(Records contained in a dataset)
.....

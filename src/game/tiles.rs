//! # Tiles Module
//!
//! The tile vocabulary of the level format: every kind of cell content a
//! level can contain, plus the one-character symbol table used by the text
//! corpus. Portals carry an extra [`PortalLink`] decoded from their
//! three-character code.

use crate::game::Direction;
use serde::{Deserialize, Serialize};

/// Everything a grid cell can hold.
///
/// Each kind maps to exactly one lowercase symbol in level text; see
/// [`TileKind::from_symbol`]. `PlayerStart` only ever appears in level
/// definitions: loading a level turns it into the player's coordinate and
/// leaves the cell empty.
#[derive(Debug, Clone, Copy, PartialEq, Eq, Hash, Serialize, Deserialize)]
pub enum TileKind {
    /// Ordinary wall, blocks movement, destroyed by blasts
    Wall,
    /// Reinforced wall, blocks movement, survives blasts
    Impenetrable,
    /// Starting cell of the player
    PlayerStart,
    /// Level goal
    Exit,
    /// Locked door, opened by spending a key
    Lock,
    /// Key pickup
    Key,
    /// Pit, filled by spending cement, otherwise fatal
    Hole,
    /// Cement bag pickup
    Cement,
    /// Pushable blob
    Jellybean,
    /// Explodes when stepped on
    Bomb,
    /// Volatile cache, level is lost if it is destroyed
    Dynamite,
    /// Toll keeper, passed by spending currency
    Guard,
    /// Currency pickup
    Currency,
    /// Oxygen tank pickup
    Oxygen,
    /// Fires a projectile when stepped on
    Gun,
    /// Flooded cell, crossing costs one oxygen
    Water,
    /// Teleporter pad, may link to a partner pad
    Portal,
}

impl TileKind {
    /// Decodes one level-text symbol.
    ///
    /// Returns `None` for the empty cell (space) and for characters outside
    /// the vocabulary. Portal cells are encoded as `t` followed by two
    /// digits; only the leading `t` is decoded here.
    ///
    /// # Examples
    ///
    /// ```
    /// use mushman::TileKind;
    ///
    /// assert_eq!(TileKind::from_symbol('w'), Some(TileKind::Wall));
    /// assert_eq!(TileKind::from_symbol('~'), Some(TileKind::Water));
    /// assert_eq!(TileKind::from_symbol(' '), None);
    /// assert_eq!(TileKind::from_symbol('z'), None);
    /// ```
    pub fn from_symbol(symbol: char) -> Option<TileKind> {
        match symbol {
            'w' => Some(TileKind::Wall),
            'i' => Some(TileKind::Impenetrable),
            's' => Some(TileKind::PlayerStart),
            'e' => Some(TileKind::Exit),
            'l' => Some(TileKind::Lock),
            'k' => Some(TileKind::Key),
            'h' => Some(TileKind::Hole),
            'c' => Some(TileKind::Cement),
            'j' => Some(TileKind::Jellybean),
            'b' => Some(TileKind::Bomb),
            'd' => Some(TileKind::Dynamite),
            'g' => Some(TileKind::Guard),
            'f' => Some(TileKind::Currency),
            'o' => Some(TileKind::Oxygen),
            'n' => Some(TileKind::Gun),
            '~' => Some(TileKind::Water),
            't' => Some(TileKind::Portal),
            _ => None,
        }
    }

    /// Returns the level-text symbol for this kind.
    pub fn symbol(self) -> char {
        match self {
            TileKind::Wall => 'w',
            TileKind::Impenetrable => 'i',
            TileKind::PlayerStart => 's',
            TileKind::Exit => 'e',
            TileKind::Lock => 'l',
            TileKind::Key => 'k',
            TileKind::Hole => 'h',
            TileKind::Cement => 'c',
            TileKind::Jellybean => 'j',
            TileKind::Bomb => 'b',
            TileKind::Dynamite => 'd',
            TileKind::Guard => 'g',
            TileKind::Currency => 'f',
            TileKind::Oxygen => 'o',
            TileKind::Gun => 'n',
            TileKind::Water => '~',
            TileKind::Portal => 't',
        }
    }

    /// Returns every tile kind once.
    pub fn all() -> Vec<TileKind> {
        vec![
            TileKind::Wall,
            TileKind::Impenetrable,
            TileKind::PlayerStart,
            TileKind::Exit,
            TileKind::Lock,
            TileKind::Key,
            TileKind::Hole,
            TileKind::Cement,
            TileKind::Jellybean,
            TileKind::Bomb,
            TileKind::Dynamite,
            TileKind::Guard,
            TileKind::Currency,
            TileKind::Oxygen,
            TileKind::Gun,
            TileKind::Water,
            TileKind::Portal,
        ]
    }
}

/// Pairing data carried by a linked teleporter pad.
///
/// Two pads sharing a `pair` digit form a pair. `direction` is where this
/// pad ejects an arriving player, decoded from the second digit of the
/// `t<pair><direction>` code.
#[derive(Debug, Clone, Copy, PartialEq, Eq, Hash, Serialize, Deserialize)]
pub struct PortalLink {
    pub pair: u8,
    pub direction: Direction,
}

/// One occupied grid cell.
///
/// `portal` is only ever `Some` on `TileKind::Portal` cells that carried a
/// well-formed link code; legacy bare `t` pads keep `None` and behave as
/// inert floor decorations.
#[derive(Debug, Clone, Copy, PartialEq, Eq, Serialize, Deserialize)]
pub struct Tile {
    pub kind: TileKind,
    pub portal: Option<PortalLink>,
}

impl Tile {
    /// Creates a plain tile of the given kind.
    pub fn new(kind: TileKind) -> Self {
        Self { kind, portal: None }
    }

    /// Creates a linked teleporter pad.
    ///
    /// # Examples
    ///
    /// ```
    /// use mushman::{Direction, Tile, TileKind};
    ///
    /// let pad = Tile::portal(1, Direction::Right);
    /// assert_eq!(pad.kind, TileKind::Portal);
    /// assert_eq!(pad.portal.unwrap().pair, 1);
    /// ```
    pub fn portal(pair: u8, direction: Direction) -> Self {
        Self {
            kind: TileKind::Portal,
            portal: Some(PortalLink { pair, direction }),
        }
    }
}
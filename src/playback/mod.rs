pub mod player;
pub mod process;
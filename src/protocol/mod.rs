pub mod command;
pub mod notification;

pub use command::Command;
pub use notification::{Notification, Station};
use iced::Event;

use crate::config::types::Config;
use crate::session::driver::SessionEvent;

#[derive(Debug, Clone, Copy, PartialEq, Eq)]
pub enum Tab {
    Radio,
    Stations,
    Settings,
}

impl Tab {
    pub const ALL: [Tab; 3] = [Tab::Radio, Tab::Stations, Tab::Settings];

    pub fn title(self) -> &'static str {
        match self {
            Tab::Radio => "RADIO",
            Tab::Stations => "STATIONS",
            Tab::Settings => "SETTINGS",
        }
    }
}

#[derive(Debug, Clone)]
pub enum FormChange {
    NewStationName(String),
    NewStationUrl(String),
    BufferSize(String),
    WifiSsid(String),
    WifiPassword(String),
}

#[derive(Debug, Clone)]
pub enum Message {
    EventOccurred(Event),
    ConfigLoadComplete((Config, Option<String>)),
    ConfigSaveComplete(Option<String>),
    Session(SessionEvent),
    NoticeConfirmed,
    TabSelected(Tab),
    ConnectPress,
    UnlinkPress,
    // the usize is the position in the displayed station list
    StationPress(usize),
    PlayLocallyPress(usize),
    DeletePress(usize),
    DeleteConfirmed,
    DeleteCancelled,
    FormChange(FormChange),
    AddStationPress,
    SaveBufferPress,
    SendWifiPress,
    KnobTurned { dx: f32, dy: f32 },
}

.....

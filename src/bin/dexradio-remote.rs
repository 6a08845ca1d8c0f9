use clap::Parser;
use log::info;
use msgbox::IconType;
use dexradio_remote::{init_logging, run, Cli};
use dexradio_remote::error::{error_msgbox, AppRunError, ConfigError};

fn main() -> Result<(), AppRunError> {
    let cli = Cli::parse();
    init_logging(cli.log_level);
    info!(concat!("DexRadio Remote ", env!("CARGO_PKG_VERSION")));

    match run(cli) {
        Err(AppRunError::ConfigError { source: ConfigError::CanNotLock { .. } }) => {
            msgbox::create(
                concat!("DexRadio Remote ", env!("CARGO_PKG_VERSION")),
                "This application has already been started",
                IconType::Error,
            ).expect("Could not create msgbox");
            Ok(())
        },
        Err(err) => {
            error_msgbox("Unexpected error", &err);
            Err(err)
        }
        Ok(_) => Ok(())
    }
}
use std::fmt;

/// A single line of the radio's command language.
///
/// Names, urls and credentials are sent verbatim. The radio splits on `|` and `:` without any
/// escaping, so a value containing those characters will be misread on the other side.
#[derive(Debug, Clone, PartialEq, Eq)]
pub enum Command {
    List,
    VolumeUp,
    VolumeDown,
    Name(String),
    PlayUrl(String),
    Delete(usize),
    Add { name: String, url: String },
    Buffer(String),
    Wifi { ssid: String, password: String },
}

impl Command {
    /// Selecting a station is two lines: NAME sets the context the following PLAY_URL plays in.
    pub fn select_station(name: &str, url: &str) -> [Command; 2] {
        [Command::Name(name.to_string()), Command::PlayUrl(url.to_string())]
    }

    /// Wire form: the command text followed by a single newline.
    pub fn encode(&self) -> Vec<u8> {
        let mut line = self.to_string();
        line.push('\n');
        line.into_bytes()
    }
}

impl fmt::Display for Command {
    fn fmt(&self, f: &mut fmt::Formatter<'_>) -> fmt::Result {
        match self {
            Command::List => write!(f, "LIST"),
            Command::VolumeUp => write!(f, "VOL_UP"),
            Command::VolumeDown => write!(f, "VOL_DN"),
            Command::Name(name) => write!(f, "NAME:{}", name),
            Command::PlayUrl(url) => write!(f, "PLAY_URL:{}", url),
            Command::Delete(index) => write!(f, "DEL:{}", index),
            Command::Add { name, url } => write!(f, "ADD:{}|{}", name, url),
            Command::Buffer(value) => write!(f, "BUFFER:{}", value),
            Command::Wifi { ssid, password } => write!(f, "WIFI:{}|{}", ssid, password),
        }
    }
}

.....

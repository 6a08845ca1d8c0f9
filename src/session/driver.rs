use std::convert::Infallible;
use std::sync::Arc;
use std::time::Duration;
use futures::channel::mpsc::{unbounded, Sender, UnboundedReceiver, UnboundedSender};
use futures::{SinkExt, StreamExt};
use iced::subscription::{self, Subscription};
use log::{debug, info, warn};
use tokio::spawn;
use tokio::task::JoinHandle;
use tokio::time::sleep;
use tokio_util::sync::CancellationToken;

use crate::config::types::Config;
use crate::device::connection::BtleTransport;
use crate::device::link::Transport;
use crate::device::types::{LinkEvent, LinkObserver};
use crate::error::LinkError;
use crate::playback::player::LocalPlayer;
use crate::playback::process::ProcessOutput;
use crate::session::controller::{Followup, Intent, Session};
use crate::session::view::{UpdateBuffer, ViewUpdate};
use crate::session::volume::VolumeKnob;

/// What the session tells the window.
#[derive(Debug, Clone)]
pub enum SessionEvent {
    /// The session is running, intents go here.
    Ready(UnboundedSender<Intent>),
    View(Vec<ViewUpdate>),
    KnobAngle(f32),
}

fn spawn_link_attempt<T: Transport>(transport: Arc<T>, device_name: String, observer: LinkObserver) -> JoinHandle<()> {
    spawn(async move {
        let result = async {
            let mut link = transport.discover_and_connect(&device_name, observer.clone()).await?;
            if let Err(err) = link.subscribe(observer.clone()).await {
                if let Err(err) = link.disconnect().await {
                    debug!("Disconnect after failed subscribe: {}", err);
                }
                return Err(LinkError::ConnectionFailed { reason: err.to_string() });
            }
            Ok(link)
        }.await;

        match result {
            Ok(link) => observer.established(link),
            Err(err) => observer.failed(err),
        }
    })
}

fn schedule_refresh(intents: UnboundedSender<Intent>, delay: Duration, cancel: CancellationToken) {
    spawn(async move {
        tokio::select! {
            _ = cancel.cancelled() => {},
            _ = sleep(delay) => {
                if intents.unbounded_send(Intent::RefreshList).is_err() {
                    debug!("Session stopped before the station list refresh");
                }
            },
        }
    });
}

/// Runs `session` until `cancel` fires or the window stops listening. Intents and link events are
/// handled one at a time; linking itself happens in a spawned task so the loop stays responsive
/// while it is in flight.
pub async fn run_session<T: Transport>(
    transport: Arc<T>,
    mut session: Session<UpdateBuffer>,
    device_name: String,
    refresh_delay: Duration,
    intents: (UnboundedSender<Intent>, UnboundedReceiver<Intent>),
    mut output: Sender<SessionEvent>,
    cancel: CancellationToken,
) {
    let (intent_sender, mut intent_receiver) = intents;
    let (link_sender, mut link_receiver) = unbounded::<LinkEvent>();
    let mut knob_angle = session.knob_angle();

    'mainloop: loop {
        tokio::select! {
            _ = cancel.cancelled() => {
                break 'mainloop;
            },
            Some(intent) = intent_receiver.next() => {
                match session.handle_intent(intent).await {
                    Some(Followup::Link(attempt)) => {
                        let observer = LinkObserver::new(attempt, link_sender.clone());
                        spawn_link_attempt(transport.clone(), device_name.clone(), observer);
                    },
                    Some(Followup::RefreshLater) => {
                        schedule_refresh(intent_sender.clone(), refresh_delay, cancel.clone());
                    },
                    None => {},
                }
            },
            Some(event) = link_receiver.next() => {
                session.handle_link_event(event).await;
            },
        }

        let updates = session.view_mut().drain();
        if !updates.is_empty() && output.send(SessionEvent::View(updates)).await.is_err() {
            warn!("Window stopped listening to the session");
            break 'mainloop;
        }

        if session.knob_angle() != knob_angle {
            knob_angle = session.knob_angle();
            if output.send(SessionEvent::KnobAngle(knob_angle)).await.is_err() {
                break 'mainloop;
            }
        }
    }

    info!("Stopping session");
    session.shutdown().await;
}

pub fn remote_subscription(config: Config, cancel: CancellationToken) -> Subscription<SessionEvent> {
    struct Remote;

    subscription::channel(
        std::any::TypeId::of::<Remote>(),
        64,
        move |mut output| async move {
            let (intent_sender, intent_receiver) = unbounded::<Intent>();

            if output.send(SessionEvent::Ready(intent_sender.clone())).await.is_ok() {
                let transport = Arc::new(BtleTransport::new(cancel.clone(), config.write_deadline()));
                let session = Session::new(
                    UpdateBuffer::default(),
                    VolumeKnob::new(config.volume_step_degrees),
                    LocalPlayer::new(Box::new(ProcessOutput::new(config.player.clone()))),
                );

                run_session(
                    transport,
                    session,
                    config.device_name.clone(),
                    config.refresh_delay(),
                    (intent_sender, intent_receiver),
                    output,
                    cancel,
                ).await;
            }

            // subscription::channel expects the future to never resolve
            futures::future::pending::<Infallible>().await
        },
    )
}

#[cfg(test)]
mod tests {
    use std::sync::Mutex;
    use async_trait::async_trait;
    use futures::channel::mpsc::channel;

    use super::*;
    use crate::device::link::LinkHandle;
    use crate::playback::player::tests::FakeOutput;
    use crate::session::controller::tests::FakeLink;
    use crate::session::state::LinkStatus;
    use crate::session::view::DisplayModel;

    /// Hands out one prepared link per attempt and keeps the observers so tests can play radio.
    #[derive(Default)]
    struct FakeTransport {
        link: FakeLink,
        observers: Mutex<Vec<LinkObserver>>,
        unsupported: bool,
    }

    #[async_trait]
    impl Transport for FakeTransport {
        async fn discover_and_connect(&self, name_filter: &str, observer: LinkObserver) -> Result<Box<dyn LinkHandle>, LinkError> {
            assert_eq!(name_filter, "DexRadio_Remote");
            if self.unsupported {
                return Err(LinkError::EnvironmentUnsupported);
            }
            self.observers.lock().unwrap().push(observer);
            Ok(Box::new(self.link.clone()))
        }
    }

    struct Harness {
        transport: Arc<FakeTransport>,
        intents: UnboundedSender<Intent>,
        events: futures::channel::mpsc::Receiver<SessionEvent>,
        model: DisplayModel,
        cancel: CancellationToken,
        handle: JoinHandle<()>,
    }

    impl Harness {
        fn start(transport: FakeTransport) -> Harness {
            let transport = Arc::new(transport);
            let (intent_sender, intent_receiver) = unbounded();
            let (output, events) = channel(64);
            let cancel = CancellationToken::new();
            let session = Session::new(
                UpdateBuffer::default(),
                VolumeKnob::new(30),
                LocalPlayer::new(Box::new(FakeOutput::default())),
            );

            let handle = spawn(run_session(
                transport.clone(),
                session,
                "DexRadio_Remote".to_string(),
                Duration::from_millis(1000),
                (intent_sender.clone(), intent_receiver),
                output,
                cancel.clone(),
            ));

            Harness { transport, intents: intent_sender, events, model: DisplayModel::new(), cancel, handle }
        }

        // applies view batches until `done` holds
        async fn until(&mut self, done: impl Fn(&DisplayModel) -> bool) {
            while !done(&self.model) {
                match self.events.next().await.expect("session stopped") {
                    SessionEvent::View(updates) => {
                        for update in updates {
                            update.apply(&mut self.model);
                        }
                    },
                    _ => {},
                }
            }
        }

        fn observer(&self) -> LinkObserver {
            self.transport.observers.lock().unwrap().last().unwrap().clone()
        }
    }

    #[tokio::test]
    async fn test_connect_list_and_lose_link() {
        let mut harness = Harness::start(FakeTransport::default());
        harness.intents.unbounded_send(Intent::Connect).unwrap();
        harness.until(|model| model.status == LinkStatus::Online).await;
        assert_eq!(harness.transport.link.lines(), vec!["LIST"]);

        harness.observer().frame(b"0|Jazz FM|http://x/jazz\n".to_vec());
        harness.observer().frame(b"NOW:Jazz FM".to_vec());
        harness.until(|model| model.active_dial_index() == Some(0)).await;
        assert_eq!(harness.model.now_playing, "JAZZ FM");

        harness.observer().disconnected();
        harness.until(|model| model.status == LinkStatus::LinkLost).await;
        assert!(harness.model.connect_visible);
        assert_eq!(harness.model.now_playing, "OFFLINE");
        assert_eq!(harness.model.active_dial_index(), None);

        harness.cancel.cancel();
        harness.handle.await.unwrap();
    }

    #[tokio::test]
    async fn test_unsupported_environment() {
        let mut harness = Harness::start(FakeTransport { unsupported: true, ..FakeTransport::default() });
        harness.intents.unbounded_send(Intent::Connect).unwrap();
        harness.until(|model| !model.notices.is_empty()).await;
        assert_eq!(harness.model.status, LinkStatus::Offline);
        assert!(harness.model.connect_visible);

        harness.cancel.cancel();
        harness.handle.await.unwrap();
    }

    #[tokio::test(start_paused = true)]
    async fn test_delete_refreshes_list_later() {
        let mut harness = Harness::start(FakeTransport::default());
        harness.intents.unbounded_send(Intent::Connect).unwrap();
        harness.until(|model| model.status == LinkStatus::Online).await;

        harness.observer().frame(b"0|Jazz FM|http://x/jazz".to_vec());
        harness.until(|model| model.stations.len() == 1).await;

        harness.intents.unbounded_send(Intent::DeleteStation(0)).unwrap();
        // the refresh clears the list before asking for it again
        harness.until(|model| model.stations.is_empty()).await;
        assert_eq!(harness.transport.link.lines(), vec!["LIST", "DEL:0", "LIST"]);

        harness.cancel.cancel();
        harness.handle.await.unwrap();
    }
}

.....

From the data, pick out every line that includes "usize".

=== Your response ===
    // the usize is the position in the displayed station list
    StationPress(usize),
    PlayLocallyPress(usize),
    DeletePress(usize),
    Delete(usize),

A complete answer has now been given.